Je trouve dans Blanche-Neige, tel que l’a imaginé Marc Webb, quelque chose d’un cinéma désincarné, vidé de substance et figé dans une posture aussi vaine que démonstrative.
Dès les premiers plans, quelque chose cloche. On attendait la réactivation d’un imaginaire fondé sur l’épure, la nature, l’effroi merveilleux, mais ce que le film donne à voir, c’est un monde sous cellophane, plastifié à l’extrême, où la forêt semble émaner d’une planche de rendus 3D, où les animaux clignent des yeux comme dans une publicité de Noël pour supermarché, et où les nains ont été remplacés par des entités informes, en CGI.

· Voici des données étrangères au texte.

use bitvec::prelude::*;
use serde::{Deserialize, Serialize};

use crate::anticheat::validator::CastClaim;
use crate::game::constants::input_bits::{
    HORIZONTAL_POSITIVE, HORIZONTAL_PRESENT, VERTICAL_POSITIVE, VERTICAL_PRESENT,
};
use crate::game::constants::net::MAX_MESSAGE_SIZE;
use crate::game::input::{AxisInput, MovementInput};
use crate::game::EntityId;
use crate::net::reconciler::Snapshot;
use crate::util::vec3::Vec3;

/// Messages delivered by the transport for remote entities
#[derive(Debug, Clone, PartialEq, Serialize, Deserialize)]
pub enum SyncMessage {
    /// Periodic authoritative state
    Snapshot(SnapshotMessage),
    /// A remote entity cast an ability
    Cast(CastMessage),
    /// Authoritative position snap (respawn, correction)
    Teleport { entity: EntityId, position: Vec3 },
    /// Entity left the session
    Leave { entity: EntityId },
}

/// Snapshot as sent on the wire
#[derive(Debug, Clone, PartialEq, Serialize, Deserialize)]
pub struct SnapshotMessage {
    pub entity: EntityId,
    /// Network time in seconds
    pub timestamp: f64,
    pub health: f32,
    pub mana: f32,
    pub position: Vec3,
    /// Packed movement input, see [`encode_input`]
    pub input_bits: u8,
}

impl SnapshotMessage {
    pub fn from_snapshot(snapshot: &Snapshot) -> Self {
        Self {
            entity: snapshot.entity,
            timestamp: snapshot.timestamp,
            health: snapshot.health,
            mana: snapshot.mana,
            position: snapshot.position,
            input_bits: encode_input(snapshot.input),
        }
    }

    pub fn into_snapshot(self) -> Snapshot {
        Snapshot {
            entity: self.entity,
            position: self.position,
            health: self.health,
            mana: self.mana,
            input: decode_input(self.input_bits),
            timestamp: self.timestamp,
        }
    }
}

/// Ability cast as sent on the wire
#[derive(Debug, Clone, PartialEq, Serialize, Deserialize)]
pub struct CastMessage {
    pub caster: EntityId,
    pub ability_id: u32,
    pub target_point: Vec3,
    pub target_entity: Option<EntityId>,
}

impl CastMessage {
    pub fn claim(&self) -> CastClaim {
        CastClaim {
            target_point: self.target_point,
            target_entity: self.target_entity,
        }
    }
}

/// Pack movement input into one byte
///
/// Bit 1: vertical held, bit 2: vertical positive,
/// bit 5: horizontal held, bit 6: horizontal positive. Other bits are zero.
pub fn encode_input(input: MovementInput) -> u8 {
    let mut byte = 0u8;
    {
        let bits = byte.view_bits_mut::<Lsb0>();
        bits.set(VERTICAL_PRESENT, input.vertical.is_active());
        bits.set(VERTICAL_POSITIVE, input.vertical == AxisInput::Positive);
        bits.set(HORIZONTAL_PRESENT, input.horizontal.is_active());
        bits.set(HORIZONTAL_POSITIVE, input.horizontal == AxisInput::Positive);
    }
    byte
}

/// Unpack movement input; unknown bits are ignored
pub fn decode_input(byte: u8) -> MovementInput {
    let bits = byte.view_bits::<Lsb0>();
    let axis = |present: usize, positive: usize| {
        if !bits[present] {
            AxisInput::None
        } else if bits[positive] {
            AxisInput::Positive
        } else {
            AxisInput::Negative
        }
    };
    MovementInput {
        vertical: axis(VERTICAL_PRESENT, VERTICAL_POSITIVE),
        horizontal: axis(HORIZONTAL_PRESENT, HORIZONTAL_POSITIVE),
    }
}

/// Encode a message using bincode
/// Uses legacy config for fixed-size integers
pub fn encode(message: &SyncMessage) -> Result<Vec<u8>, WireError> {
    let bytes = bincode::serde::encode_to_vec(message, bincode::config::legacy())
        .map_err(|e| WireError::Encode(e.to_string()))?;
    if bytes.len() > MAX_MESSAGE_SIZE {
        return Err(WireError::MessageTooLarge(bytes.len(), MAX_MESSAGE_SIZE));
    }
    Ok(bytes)
}

/// Decode a message using bincode
pub fn decode(data: &[u8]) -> Result<SyncMessage, WireError> {
    if data.len() > MAX_MESSAGE_SIZE {
        return Err(WireError::MessageTooLarge(data.len(), MAX_MESSAGE_SIZE));
    }
    bincode::serde::decode_from_slice(data, bincode::config::legacy())
        .map(|(msg, _)| msg)
        .map_err(|e| WireError::Decode(e.to_string()))
}

/// Errors from the sync wire codec
#[derive(Debug, thiserror::Error)]
pub enum WireError {
    #[error("Encode error: {0}")]
    Encode(String),
    #[error("Decode error: {0}")]
    Decode(String),
    #[error("Message too large: {0} bytes (max {1})")]
    MessageTooLarge(usize, usize),
}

La décision de gommer les nains au profit de « créatures magiques » est symptomatique de ce que le film ne parvient jamais à assumer : son malaise devant la matière même du conte. Comme s’il fallait à tout prix nettoyer, expurger, moraliser la fable. Or, en cherchant à rendre tout transparent, conforme, inoffensif, le film finit par aplatir le récit, détruire ses strates,
Par contre, Blanche-Neige, dans cette version, n’est plus une figure d’innocence passive, ni une victime promise à un homme, mais un personnage programmé pour incarner les attendus d’un féminisme d’affiche : indépendante, forte, revendicative. Ce qui en soi pourrait n’être ni un défaut ni une trahison, si le film trouvait les formes capables d’accueillir cette réécriture.
Mais non : tout est plaqué, surligné, didactique. Et Rachel Zegler, malgré une présence indéniable, ne trouve jamais l’équilibre entre l’héritage qu’elle tente d’habiter et la modernité qu’elle est sommée d’imposer.
Elle semble prise au piège d’un double bind : ne pas trop ressembler à Blanche-Neige, mais ne pas trop s’en éloigner non plus. Résultat : elle joue sur la défensive, presque en retrait, crispée sur une posture plutôt qu’une incarnation.
Gal Gadot, de son côté, s’amuse visiblement à jouer la méchante reine, mais son plaisir de surface ne suffit pas à densifier un rôle qui reste prisonnier d’un kitsch mal assumé. Trop sérieuse pour être camp, trop absurde pour être tragique, elle aussi oscille. Un film qui ne sait jamais s’il veut faire peur, faire rire, faire rêver ou juste faire joli.
Mais encore le château est une image de synthèse, la forêt un fond vert, l’enchantement une interface. Le regard ne peut s’accrocher à rien.
Alors que reste-t-il, après le générique ? Le sentiment que ce Blanche-Neige n’a pas été pensé, mais validé. Qu’il n’est pas né d’un désir de cinéma, mais d’une mécanique de production. Un objet miroir d’une époque qui, en voulant à tout prix éviter les aspérités, finit par étouffer ce qui faisait du conte une matière vivante.
Et au fond, peut-être est-ce là sa seule réussite : nous rappeler, par contraste, combien la magie du premier film tenait à sa rugosité, à ses zones d’ombre.